Start of Input material
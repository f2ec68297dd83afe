use lazy_static::lazy_static;
use regex::Regex;
use std::fs;
use std::path::{Path, PathBuf};

use crate::error::PipelineError;

lazy_static! {
    static ref EPISODE_KEY: Regex = Regex::new(r"^ep(\d+)-").expect("valid episode key pattern");
}

/// Returns true when a stage artifact is present and non-empty.
///
/// Presence of a non-empty file is the only stage state the pipeline keeps;
/// empty files (from an interrupted write) count as missing so the stage is
/// retried on the next run.
pub fn artifact_present(path: &Path) -> bool {
    fs::metadata(path).map(|m| m.len() > 0).unwrap_or(false)
}

/// Derive a folder-safe slug from a generated title.
///
/// Quote characters are stripped rather than replaced so titles like
/// `"Jay's River Day"` stay readable. Two titles may slug identically; the
/// numeric id prefix keeps folder keys unique regardless.
pub fn slugify(title: &str) -> String {
    let cleaned: String = title
        .chars()
        .filter(|c| *c != '"' && *c != '\'')
        .collect();
    cleaned
        .to_lowercase()
        .split_whitespace()
        .collect::<Vec<_>>()
        .join("-")
}

/// Directory-per-episode artifact store rooted at the output directory.
pub struct EpisodeStore {
    root: PathBuf,
}

impl EpisodeStore {
    /// Open the store, creating the root directory if absent.
    pub fn open(root: impl Into<PathBuf>) -> Result<Self, PipelineError> {
        let root = root.into();
        fs::create_dir_all(&root).map_err(|e| PipelineError::StoreUnavailable {
            path: root.clone(),
            reason: e.to_string(),
        })?;
        Ok(Self { root })
    }

    pub fn root(&self) -> &Path {
        &self.root
    }

    /// Next sequential episode id: max of existing ids plus one.
    pub fn next_episode_id(&self) -> Result<u32, PipelineError> {
        let mut max_id = 0u32;
        for entry in self.list_root()? {
            if let Some(id) = parse_episode_id(&entry) {
                max_id = max_id.max(id);
            }
        }
        Ok(max_id + 1)
    }

    /// Create (or reopen) the folder for a new episode.
    pub fn create_episode(&self, id: u32, title: &str) -> Result<Episode, PipelineError> {
        let key = format!("ep{:02}-{}", id, slugify(title));
        let folder = self.root.join(&key);
        fs::create_dir_all(&folder)?;
        Ok(Episode { key, folder })
    }

    /// All existing episodes, sorted by folder key.
    pub fn episodes(&self) -> Result<Vec<Episode>, PipelineError> {
        let mut episodes: Vec<Episode> = self
            .list_root()?
            .into_iter()
            .filter(|name| EPISODE_KEY.is_match(name))
            .map(|key| Episode {
                folder: self.root.join(&key),
                key,
            })
            .collect();
        episodes.sort_by(|a, b| a.key.cmp(&b.key));
        Ok(episodes)
    }

    fn list_root(&self) -> Result<Vec<String>, PipelineError> {
        let entries = fs::read_dir(&self.root).map_err(|e| PipelineError::StoreUnavailable {
            path: self.root.clone(),
            reason: e.to_string(),
        })?;
        let mut names = Vec::new();
        for entry in entries {
            let entry = entry.map_err(|e| PipelineError::StoreUnavailable {
                path: self.root.clone(),
                reason: e.to_string(),
            })?;
            if entry.path().is_dir() {
                if let Ok(name) = entry.file_name().into_string() {
                    names.push(name);
                }
            }
        }
        Ok(names)
    }
}

fn parse_episode_id(name: &str) -> Option<u32> {
    EPISODE_KEY
        .captures(name)
        .and_then(|c| c.get(1))
        .and_then(|m| m.as_str().parse().ok())
}

/// One episode folder and the well-known artifact paths inside it.
#[derive(Debug, Clone)]
pub struct Episode {
    key: String,
    folder: PathBuf,
}

impl Episode {
    pub fn key(&self) -> &str {
        &self.key
    }

    pub fn folder(&self) -> &Path {
        &self.folder
    }

    pub fn id(&self) -> Option<u32> {
        parse_episode_id(&self.key)
    }

    pub fn script_path(&self) -> PathBuf {
        self.folder.join("script.txt")
    }

    pub fn prompt_path(&self) -> PathBuf {
        self.folder.join("prompt.txt")
    }

    pub fn image_path(&self) -> PathBuf {
        self.folder.join("image.jpg")
    }

    pub fn voice_path(&self) -> PathBuf {
        self.folder.join("voice.mp3")
    }

    pub fn video_path(&self) -> PathBuf {
        self.folder.join("video.mp4")
    }

    /// Intermediate concatenated clip track, removed after a successful mux.
    pub fn concat_path(&self) -> PathBuf {
        self.folder.join("concat.mp4")
    }
}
End of Input material
→ Task: Go through the material above and output exactly the lines from the one containing "so titles like" through the one containing "ids plus one.".

→ Task output:
/// Quote characters are stripped rather than replaced so titles like
/// `"Jay's River Day"` stay readable. Two titles may slug identically; the
/// numeric id prefix keeps folder keys unique regardless.
pub fn slugify(title: &str) -> String {
    let cleaned: String = title
        .chars()
        .filter(|c| *c != '"' && *c != '\'')
        .collect();
    cleaned
        .to_lowercase()
        .split_whitespace()
        .collect::<Vec<_>>()
        .join("-")
}

/// Directory-per-episode artifact store rooted at the output directory.
pub struct EpisodeStore {
    root: PathBuf,
}

impl EpisodeStore {
    /// Open the store, creating the root directory if absent.
    pub fn open(root: impl Into<PathBuf>) -> Result<Self, PipelineError> {
        let root = root.into();
        fs::create_dir_all(&root).map_err(|e| PipelineError::StoreUnavailable {
            path: root.clone(),
            reason: e.to_string(),
        })?;
        Ok(Self { root })
    }

    pub fn root(&self) -> &Path {
        &self.root
    }

    /// Next sequential episode id: max of existing ids plus one.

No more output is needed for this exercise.